MDH will release more detailed information on how to submit deliverables in January 2019. Community health boards interested in submitting any deliverable(s) prior to January 2019 may contact the MDH Center for Public Health Practice by phone (651-201-3880) or email (health.ophp@state.mn.us).

2010-2014 Deliverables

MDH has shared community health improvement plans from the 2010-2014 Assessment and Planning cycle online, which can be sorted by region or priority health issue: 2010-2014 Assessment and Planning Cycle.

How Do These Plans Fit Together?

National public health accreditation standards state that the strategic plan, quality improvement plan, and community health improvement plan should relate and connect to each other.

Strategic Plan & Quality Improvement Plan

The community health board’s policies and strategic direction—found in its mission and vision, strategic plan, and community health improvement plan—guide the QI plan.

  • Different assessments guide the strategic planning process, including the organizational assessment, as does customer satisfaction data. In a way, the strategic plan provides a high-level view of the community health board’s efforts to improve its work, which is further explored in the QI plan.
  • The strategic planning process can also identify strategic goals that could guide the QI plan, such as developing a culture of quality improvement, or providing QI training for all staff, for example.

Strategic Plan & Community Health Improvement Plan

The strategic plan lays the internal groundwork for the external implementation of the community health improvement plan.

  • Strategic plans reflect the internal work a community health board needs to accomplish to position itself to meet external stakeholders’ needs (like the goals ultimately found in the community health improvement plan).
  • The community health improvement plan clearly outlines the community health board’s role in achieving these priorities, and reflects the agency’s capacity as outlined in the strategic plan.
  • When drafting the strategic plan, consider reviewing the agency’s community health improvement plan from the previous Assessment and Planning cycle.

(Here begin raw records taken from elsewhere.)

use chrono::{DateTime, Utc};
use tracing::info;

use crate::common::error::{EngineError, EngineResult, SnapshotError};
use crate::domain::config::ConfigPatch;
use crate::domain::dto::CreateSessionConfig;
use crate::domain::model::{
    CourtVarietyTracker, Match, MatchId, MatchStatus, Player, PlayerId, PseudoRandomSource, Score,
    Session, SessionEventKind, StandingRow, Team1Or2, SCHEMA_VERSION,
};
use crate::service::evaluation_driver;
use crate::service::utils::stable_shuffle;

/// §4.8: initialize a fresh session and run the driver once so a session
/// with enough players immediately has its first matches.
pub fn create_session(request: CreateSessionConfig, now: DateTime<Utc>) -> EngineResult<Session> {
    let players_per_match = request.session_type.players_per_match();
    if request.players.len() < players_per_match {
        return Err(EngineError::InsufficientPlayers {
            needed: players_per_match,
            have: request.players.len(),
        });
    }

    let config = request.advanced_config.unwrap_or_default();
    let seed = request.test_seed.unwrap_or_else(|| now.timestamp_millis() as u64);
    let mut rng = PseudoRandomSource::from_seed(seed);

    let mut ordered_players = request.players.clone();
    if request.randomize_initial_order {
        ordered_players = stable_shuffle(&ordered_players, &mut rng);
    }

    let mut players = std::collections::BTreeMap::new();
    let mut active_players = std::collections::BTreeSet::new();
    let mut stats = crate::service::stats_store::StatsStore::default();
    for p in &ordered_players {
        players.insert(p.id.clone(), p.clone());
        active_players.insert(p.id.clone());
        stats.create(p.id.clone());
    }

    let mut session = Session {
        schema_version: SCHEMA_VERSION,
        mode: request.mode,
        session_type: request.session_type,
        court_count: request.court_count,
        config,
        banned_pairs: request.banned_pairs,
        locked_teams: request.locked_teams,
        players,
        active_players,
        waiting_players: Vec::new(),
        matches: Vec::new(),
        stats,
        court_variety: CourtVarietyTracker::new(request.court_count),
        round_robin_queue: Vec::new(),
        rng,
        events: Vec::new(),
    };

    session.record_event(SessionEventKind::SessionCreated, now);
    info!(players = session.players.len(), court_count = session.court_count, "session created");
    evaluation_driver::evaluate(&mut session, now);
    Ok(session)
}

/// §4.8: `games_waited := max(games_waited over current waiters) + 1` gives
/// the newcomer fair priority against the longest-waiting incumbent.
pub fn add_player(session: &mut Session, player: Player, now: DateTime<Utc>) -> EngineResult<()> {
    let max_wait = session
        .waiting_players
        .iter()
        .map(|p| session.stats.get(p).games_waited)
        .max()
        .unwrap_or(0);

    session.active_players.insert(player.id.clone());
    session.players.insert(player.id.clone(), player.clone());
    session.stats.create(player.id.clone());
    session.stats.get_mut(&player.id).games_waited = max_wait + 1;

    session.round_robin_queue.clear();
    session.record_event(SessionEventKind::PlayerAdded { player: player.id }, now);
    evaluation_driver::evaluate(session, now);
    Ok(())
}

/// §4.8: if the player is mid-match, that match is forfeited (their
/// opponents win) before removal.
pub fn remove_player(session: &mut Session, player_id: PlayerId, now: DateTime<Utc>) -> EngineResult<()> {
    if !session.active_players.contains(&player_id) {
        return Err(EngineError::UnknownPlayer(player_id));
    }

    let live_match = session
        .matches
        .iter()
        .find(|m| m.is_live() && m.contains(&player_id))
        .map(|m| m.id);

    if let Some(match_id) = live_match {
        let m = session.match_by_id(match_id).unwrap();
        let winner = if m.team1.contains(&player_id) { Team1Or2::Team2 } else { Team1Or2::Team1 };
        do_forfeit(session, match_id, winner, now)?;
    }

    session.active_players.remove(&player_id);
    session.waiting_players.retain(|p| p != &player_id);
    session.round_robin_queue.clear();
    session.record_event(SessionEventKind::PlayerRemoved { player: player_id }, now);
    evaluation_driver::evaluate(session, now);
    Ok(())
}

/// §4.8: `start_match` transitions `waiting` → `in-progress` and stamps the
/// start time. Does not re-invoke the driver: the court was already
/// occupied the moment the match was created as `waiting`.
pub fn start_match(session: &mut Session, match_id: MatchId, now: DateTime<Utc>) -> EngineResult<()> {
    let m = session.match_by_id_mut(match_id).ok_or(EngineError::UnknownMatch(match_id))?;
    if m.status != MatchStatus::Waiting {
        return Err(EngineError::IllegalTransition {
            reason: format!("match {match_id} is not waiting"),
        });
    }
    m.status = MatchStatus::InProgress;
    m.start_time = Some(now);
    session.record_event(SessionEventKind::MatchStarted { match_id }, now);
    Ok(())
}

/// §4.8 / §8 edit law: completing an already-completed match rewinds the
/// prior stats effect before applying the new score, and does not
/// re-invoke the driver (the court's occupancy is unaffected by an edit).
pub fn complete_match(
    session: &mut Session,
    match_id: MatchId,
    team1_score: u32,
    team2_score: u32,
    now: DateTime<Utc>,
) -> EngineResult<()> {
    if team1_score == team2_score {
        return Err(EngineError::InvalidScore {
            team1_score: team1_score as i64,
            team2_score: team2_score as i64,
        });
    }

    let m = session.match_by_id(match_id).ok_or(EngineError::UnknownMatch(match_id))?.clone();
    let is_edit = m.status == MatchStatus::Completed;
    if !is_edit && m.status != MatchStatus::InProgress {
        return Err(EngineError::IllegalTransition {
            reason: format!("match {match_id} is not in progress"),
        });
    }

    if is_edit {
        let prev_winner = m.score.and_then(|s| s.winner()).unwrap_or(Team1Or2::Team1);
        let prev_score = m.score.unwrap();
        session.stats.rewind_match_result(&m, prev_winner, prev_score.team1_score, prev_score.team2_score, true);
    }

    let new_score = Score { team1_score, team2_score };
    let winner = new_score.winner().ok_or(EngineError::InvalidScore {
        team1_score: team1_score as i64,
        team2_score: team2_score as i64,
    })?;
    session.stats.record_match_result(&m, winner, team1_score, team2_score, true);

    let court = m.court;
    let mm = session.match_by_id_mut(match_id).unwrap();
    mm.status = MatchStatus::Completed;
    mm.score = Some(new_score);
    mm.end_time = Some(now);

    if is_edit {
        session.record_event(SessionEventKind::MatchEdited { match_id }, now);
    } else {
        session.court_variety.record_finish(court);
        session.court_variety.update_thresholds();
        session.record_event(SessionEventKind::MatchCompleted { match_id, court }, now);
        evaluation_driver::evaluate(session, now);
    }
    Ok(())
}

/// §4.8: `forfeit_match` transitions → forfeited; wins/losses update but
/// points do not.
pub fn forfeit_match(
    session: &mut Session,
    match_id: MatchId,
    winning_team: Team1Or2,
    now: DateTime<Utc>,
) -> EngineResult<()> {
    do_forfeit(session, match_id, winning_team, now)?;
    evaluation_driver::evaluate(session, now);
    Ok(())
}

fn do_forfeit(
    session: &mut Session,
    match_id: MatchId,
    winning_team: Team1Or2,
    now: DateTime<Utc>,
) -> EngineResult<()> {
    let m = session.match_by_id(match_id).ok_or(EngineError::UnknownMatch(match_id))?.clone();
    if !m.is_live() {
        return Err(EngineError::IllegalTransition {
            reason: format!("match {match_id} is not live"),
        });
    }

    session.stats.record_match_result(&m, winning_team, 0, 0, false);

    let court = m.court;
    let mm = session.match_by_id_mut(match_id).unwrap();
    mm.status = MatchStatus::Forfeited;
    mm.end_time = Some(now);

    session.court_variety.record_finish(court);
    session.court_variety.update_thresholds();
    session.record_event(SessionEventKind::MatchForfeited { match_id, court }, now);
    Ok(())
}

/// §4.8: manual override. Bypasses HARD-CAP entirely, but the resulting
/// match still participates in CourtVarietyTracker on completion.
pub fn make_court(
    session: &mut Session,
    court_number: u32,
    team1: Vec<PlayerId>,
    team2: Vec<PlayerId>,
    now: DateTime<Utc>,
) -> EngineResult<()> {
    let mut seen = std::collections::BTreeSet::new();
    for p in team1.iter().chain(team2.iter()) {
        if !seen.insert(p) {
            return Err(EngineError::IllegalTransition {
                reason: format!("player {p} listed twice in make_court"),
            });
        }
        if !session.active_players.contains(p) {
            return Err(EngineError::UnknownPlayer(p.clone()));
        }
    }
    if session.banned_pairs.any_within(&team1) {
        return Err(EngineError::BannedPairViolation { a: team1[0].clone(), b: team1[1].clone() });
    }
    if session.banned_pairs.any_within(&team2) {
        return Err(EngineError::BannedPairViolation { a: team2[0].clone(), b: team2[1].clone() });
    }
    if session.busy_courts().contains(&court_number) {
        return Err(EngineError::CourtOccupied(court_number));
    }

    let match_id = MatchId::new(&mut session.rng);
    session.matches.push(Match {
        id: match_id,
        court: court_number,
        team1,
        team2,
        status: MatchStatus::InProgress,
        score: None,
        start_time: Some(now),
        end_time: None,
    });
    session.record_event(SessionEventKind::CourtMadeManually { court: court_number }, now);
    Ok(())
}

/// §4.8: returns the session to a setup-like state, keeping only the active
/// roster and banned pairs.
pub fn edit_session(session: &mut Session, now: DateTime<Utc>) -> EngineResult<()> {
    session.matches.clear();
    session.stats = crate::service::stats_store::StatsStore::default();
    for p in &session.active_players {
        session.stats.create(p.clone());
    }
    session.court_variety = CourtVarietyTracker::new(session.court_count);
    session.round_robin_queue.clear();
    session.waiting_players.clear();
    session.record_event(SessionEventKind::SessionEdited, now);
    Ok(())
}

/// §4.8: atomic deep-merge; a bad patch never partially applies.
pub fn update_advanced_config(session: &mut Session, patch: ConfigPatch, now: DateTime<Utc>) -> EngineResult<()> {
    session.config = session.config.merged(&patch)?;
    session.record_event(SessionEventKind::ConfigUpdated, now);
    Ok(())
}

/// §6: textual, schema-versioned, forward-compatible snapshot export.
pub fn export_snapshot(session: &Session) -> Vec<u8> {
    serde_json::to_vec(session).expect("Session serialization is infallible")
}

pub fn import_snapshot(bytes: &[u8]) -> Result<Session, SnapshotError> {
    let session: Session = serde_json::from_slice(bytes)?;
    if session.schema_version > SCHEMA_VERSION {
        return Err(SnapshotError::UnsupportedVersion(session.schema_version));
    }
    Ok(session)
}

/// Ambient (§2.2): read-only leaderboard projection.
pub fn export_standings(session: &Session) -> Vec<StandingRow> {
    let active: Vec<PlayerId> = session.active_players.iter().cloned().collect();
    let names = session
        .players
        .iter()
        .map(|(id, p)| (id.clone(), p.display_name.clone()))
        .collect();
    session.stats.export_standings(&active, &names)
}

/// Ambient (§2.2): read-only audit trail.
pub fn session_events(session: &Session) -> &[crate::domain::model::SessionEventRecord] {
    &session.events
}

Quality Improvement Plan & Community Health Improvement Plan

The QI plan and the community health improvement plan inform and influence each other’s roles, responsibilities, and goals. For example:

  • As an agency recruits and retains partners to develop and implement a community health improvement plan, it may write into the QI plan ways to make that recruitment/retention process more effective and robust.
  • If an action plan is carried out without reaching the desired outcome, a partnership may write a QI plan to address the steps needed to better reach the outcome.

What Does PHAB Say?

The Public Health Accreditation Board states the following in Standards and Measures v1.5:

  • [The strategic plan must include] linkages with the [community] health improvement plan and the health department’s quality improvement plan. The strategic plan need not link to all elements of the health improvement plan or quality improvement plan, but it must show where linkages are appropriate for effective planning and implementation (Measure 5.2.3).
  • [The quality improvement] plan is guided by the health department’s policies and strategic direction found in its mission and vision statements, in its strategic plan, and in its health improvement plan (Measure 9.2.1).
  • [The community health improvement plan] describes how the health department and the community it serves will work together to improve the health of the population of the jurisdiction that the health department serves (Standard 5.2).

Example: Plans Working Together & Community Partnerships

A strategic plan can outline the actions a community health board takes to prepare staff to work with external, community stakeholders. The plan might include performance measures related to building community relationships, ways to help foster an organizational culture that allows staff to spend time in the community, and goals for recruiting and retaining staff who reflect the community served.

The strategic plan can also include work with community partners not noted in the community health improvement plan. The community health improvement plan describes the agency’s community partnerships related to priority health issues, and how the agency and community partners share work to reach the plan’s goals.